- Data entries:
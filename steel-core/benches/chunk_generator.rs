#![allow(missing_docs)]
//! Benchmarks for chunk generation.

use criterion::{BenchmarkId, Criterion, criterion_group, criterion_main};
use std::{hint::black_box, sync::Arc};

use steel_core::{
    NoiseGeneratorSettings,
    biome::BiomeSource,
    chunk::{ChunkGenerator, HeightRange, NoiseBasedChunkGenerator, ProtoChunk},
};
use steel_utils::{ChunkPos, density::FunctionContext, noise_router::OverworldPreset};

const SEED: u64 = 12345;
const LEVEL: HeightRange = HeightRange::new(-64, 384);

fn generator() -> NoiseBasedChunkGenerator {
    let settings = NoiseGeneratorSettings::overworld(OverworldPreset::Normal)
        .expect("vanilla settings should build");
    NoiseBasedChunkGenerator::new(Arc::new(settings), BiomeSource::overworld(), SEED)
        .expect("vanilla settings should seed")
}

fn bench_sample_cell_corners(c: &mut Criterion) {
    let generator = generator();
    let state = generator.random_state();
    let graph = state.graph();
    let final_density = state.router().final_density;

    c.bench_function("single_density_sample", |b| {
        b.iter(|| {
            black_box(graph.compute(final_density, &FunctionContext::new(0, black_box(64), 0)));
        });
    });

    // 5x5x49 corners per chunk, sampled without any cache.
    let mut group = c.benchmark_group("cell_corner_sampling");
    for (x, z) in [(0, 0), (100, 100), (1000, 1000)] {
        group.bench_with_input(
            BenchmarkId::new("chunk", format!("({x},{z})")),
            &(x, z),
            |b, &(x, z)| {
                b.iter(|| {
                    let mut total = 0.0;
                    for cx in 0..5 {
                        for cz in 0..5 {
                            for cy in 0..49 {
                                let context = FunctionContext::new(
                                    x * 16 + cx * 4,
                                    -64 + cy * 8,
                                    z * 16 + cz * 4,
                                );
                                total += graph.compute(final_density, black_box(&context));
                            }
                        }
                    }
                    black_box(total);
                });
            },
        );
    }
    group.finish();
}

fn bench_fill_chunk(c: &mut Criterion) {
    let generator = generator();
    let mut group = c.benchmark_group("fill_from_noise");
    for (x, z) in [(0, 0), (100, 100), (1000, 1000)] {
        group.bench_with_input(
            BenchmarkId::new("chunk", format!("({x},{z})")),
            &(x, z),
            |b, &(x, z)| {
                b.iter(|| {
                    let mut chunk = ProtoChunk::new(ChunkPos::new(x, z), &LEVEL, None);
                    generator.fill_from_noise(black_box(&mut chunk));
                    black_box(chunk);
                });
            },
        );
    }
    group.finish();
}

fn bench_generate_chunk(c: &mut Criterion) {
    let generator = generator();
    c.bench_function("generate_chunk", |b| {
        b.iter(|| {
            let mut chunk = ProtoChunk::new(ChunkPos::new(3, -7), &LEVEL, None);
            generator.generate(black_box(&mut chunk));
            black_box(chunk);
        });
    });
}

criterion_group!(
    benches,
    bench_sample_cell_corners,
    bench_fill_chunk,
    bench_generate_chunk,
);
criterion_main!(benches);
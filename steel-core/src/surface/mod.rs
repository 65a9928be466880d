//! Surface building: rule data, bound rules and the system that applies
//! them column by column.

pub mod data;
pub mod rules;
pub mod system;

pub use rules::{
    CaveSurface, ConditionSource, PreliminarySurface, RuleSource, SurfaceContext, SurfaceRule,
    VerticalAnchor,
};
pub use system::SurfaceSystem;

- TASK TO COMPLETE:
Out of the preceding entries, pull each line that contains the word "total".

- TASK SOLUTION:
                    let mut total = 0.0;
                                total += graph.compute(final_density, black_box(&context));
                    black_box(total);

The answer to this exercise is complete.